De sorte que, sous les sympathiques appels au « vivre-ensemble » et à la « tolérance », on déchiffre l’idéal libéral d’une société pacifiée où l’État n’interfère pas dans la conception d’une vie bonne. Celle-ci relève seulement des choix individuels et des « communautés » (religieuses, sexuelles, ethniques, etc.) qui, entre elles, n’ont pas besoin de se reconnaître un commun : les passions singulières et choix de vie, à l’abri des interférences de « la société » dans son ensemble (la nation, l’État…) n’ont alors, pour tout cadre, que le marché (libéralisme de droite) et le droit (libéralisme de gauche).

Dès lors, « vivre ensemble » veut donc dire vivre juxtaposés, les uns à côté des autres, chacun avec ses mœurs, ses croyances, « en bon voisinage », sans hostilité – et, en somme, sans se mêler de ce qui ne vous regarde pas. Autrement dit : que chacun s’occupe de « ce qui le regarde » et se retienne de donner son avis sur ce qui ne le concerne pas – et les vaches seront bien gardées.

« Vivre-ensemble » et « tolérance » ont cet avantage de permettre, en somme, d’afficher une vertu qui n’implique rien. Notons d’ailleurs que le terme « tolérance », qui apparaît curieusement sympathique, se révèle l’être moins si l’on décline le verbe  « tolérer » : « Je te tolère », c’est-à-dire : « Je te supporte », ou si l’on convoque l’adjectif « tolérable », proche de « supportable » et à la limite de « irritable »… Ces deux notions ne s’appuient que sur un principe négatif : ne pas nuire à autrui, qui ne demande aucun effort, n’oblige à rien, ne pose aucun idéal de chose publique, commune, ni d’autodétermination collective par-delà les intérêts individuels, groupusculaires ou communautaires. Pis : la « tolérance » est, peu ou prou, synonyme d’une certaine indifférence à autrui. « Ce sont leurs affaires, pas les miennes. Qui suis-je pour m’en mêler ? ».

Sur le terrain social du « marché des identités », le principe de non-nuisance évoque un même « laisser-faire » que celui que promeut le néolibéralisme sur le plan économique : ne pas nuire aux croyances des autres, ne pas se prononcer sur des sujets qui ne nous impliquent pas personnellement.
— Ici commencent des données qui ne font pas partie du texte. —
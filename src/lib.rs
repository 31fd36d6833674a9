//! Browser concept map editor: a Leptos client-side app over a small graph
//! core with structural validation, one-click repairs and local persistence.

use leptos::prelude::*;
use leptos_meta::*;
use leptos_router::components::*;
use leptos_router::path;
use log::{Level, info};

// Modules
mod components;
mod pages;

pub mod config;
pub mod history;
pub mod layout;
pub mod model;
pub mod session;
pub mod storage;
pub mod validate;

// Top-Level pages
use crate::pages::editor::EditorPage;
use crate::pages::library::LibraryPage;
use crate::pages::not_found::NotFound;

/// Initialize logging and panic hooks for the WASM target.
pub fn init_logging() {
	let _ = console_log::init_with_level(Level::Debug);
	console_error_panic_hook::set_once();
	info!("Logging initialized");
}

/// An app router: the map library at `/`, the editor at `/editor`, and a 404 page
#[component]
pub fn App() -> impl IntoView {
	// Provides context that manages stylesheets, titles, meta tags, etc.
	provide_meta_context();

	view! {
		<Html attr:lang="en" attr:dir="ltr" attr:data-theme="dark" />

		// sets the document title
		<Title text="Concept Map Studio" />

		// injects metadata in the <head> of the page
		<Meta charset="UTF-8" />
		<Meta name="viewport" content="width=device-width, initial-scale=1.0" />

		<Router>
			<Routes fallback=|| view! { <NotFound /> }>
				<Route path=path!("/") view=LibraryPage />
				<Route path=path!("/editor") view=EditorPage />
			</Routes>
		</Router>
	}
}
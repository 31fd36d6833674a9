use concept_map::{App, init_logging};
use leptos::prelude::*;

fn main() {
	init_logging();
	mount_to_body(App)
}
À ce propos, observons que les mêmes qui, à gauche, tendent volontiers à clore une conversation – donc le débat – en affirmant « de toute façon, ça ne te concerne pas » (qu’il s’agisse de la « question trans », de la prostitution, de la grossesse pour autrui ou de certains agissements au nom d’un antiracisme, qui permettent d’empêcher la recherche de nuances en renvoyant toute discussion au « réac » ou au « facho ») ne s’empêchent pas, et ils ont bien raison, de manifester leur soutien au peuple palestinien. Ou l’incohérence entre le multiculturalisme de la première position (le groupe humain qui s’identifie à une cause, un genre, une orientation est seul légitime à proposer des solutions et la contradiction apportée par qui n’est pas de ses rangs, voire qui ne partage pas les conceptions prédominantes à l’intérieur de ce groupe, ne mérite pas que l’on débat de ses arguments) et l’universalisme de la seconde, qui consiste à reconnaître qu’il est des valeurs universelles – le droit des peuples à disposer d’eux-mêmes, la dignité de la personne humaine, la liberté de l’individu de s’émanciper d’une appartenance de groupe, la légitime résistance à l’oppresseur, l’égale dignité de l’être humain, etc. – qui autorisent à considérer le bien des autres comme relevant de l’humanité (comme totalité humaine et comme principe en chacun), non du seul groupe en question.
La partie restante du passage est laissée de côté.